TIP27: a novel repressor of the nuclear orphan receptor TAK1/TR4

Takeshi Nakajima  1 Sanae FujinoGen NakanishiYong-Sik KimAnton M Jetten
Affiliations

TIP27: a novel repressor of the nuclear orphan receptor TAK1/TR4

Takeshi Nakajima et al. Nucleic Acids Res. .

Abstract

The nuclear orphan receptor TAK1/TR4 functions as a positive as well as a negative regulator of transcription; however, little is known about the factors regulating or mediating its activity. Yeast two-hybrid analysis using the ligand-binding domain (LBD) of TAK1 as bait identified a novel TAK1-interacting protein, referred to as TIP27, which functions as a repressor of TAK1-mediated transactivation. TIP27 is a 27 kDa protein containing two zinc finger motifs. Mammalian two-hybrid analysis showed that TIP27 interacts specifically with TAK1 and not with several other nuclear receptors tested.
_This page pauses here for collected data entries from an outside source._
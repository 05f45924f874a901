use derive_more::From;

/// Error types that can occur while describing Go struct types.
#[derive(Debug, From)]
pub enum Error {
    /// An invalid argument was provided.
    InvalidArgument(String),

    /// An I/O error occurred while writing the output.
    #[from]
    Io(std::io::Error),

    /// The JSON output could not be produced.
    #[from]
    Json(serde_json::Error),

    /// An error from the structdoc-core library.
    #[from]
    Resolve(structdoc_core::Error),
}

impl core::fmt::Display for Error {
    fn fmt(&self, fmt: &mut core::fmt::Formatter<'_>) -> core::fmt::Result {
        match self {
            Error::InvalidArgument(msg) => write!(fmt, "Invalid argument: {msg}"),
            Error::Io(e) => write!(fmt, "{e}"),
            Error::Json(e) => write!(fmt, "{e}"),
            Error::Resolve(e) => write!(fmt, "{e}"),
        }
    }
}

impl std::error::Error for Error {
    fn source(&self) -> Option<&(dyn std::error::Error + 'static)> {
        match self {
            Error::InvalidArgument(_) => None,
            Error::Io(e) => Some(e),
            Error::Json(e) => Some(e),
            Error::Resolve(e) => Some(e),
        }
    }
}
The region between Asp39 and Lys79 of TIP27, referred to as TAK1-interaction domain (TID), is critical for its interaction with TAK1 while the TAK1-LBD from helix 3 until the C-terminus is required for the optimal interaction with TIP27. Pull-down assays demonstrated that the TIP27 physically interacts with TAK1 and supported the critical importance of the TID. Confocal microscopy showed that in the nucleus, TIP27 and TAK1 co-localize. TIP27 acts as a strong repressor of DR1-dependent transcriptional activation by TAK1. This repression does not involve the inhibition of TAK1 homodimerization or DR1 binding but may be due to an effect on co-activator recruitment by TAK1. Our results indicate that TIP27 functions as a TAK1-selective repressor.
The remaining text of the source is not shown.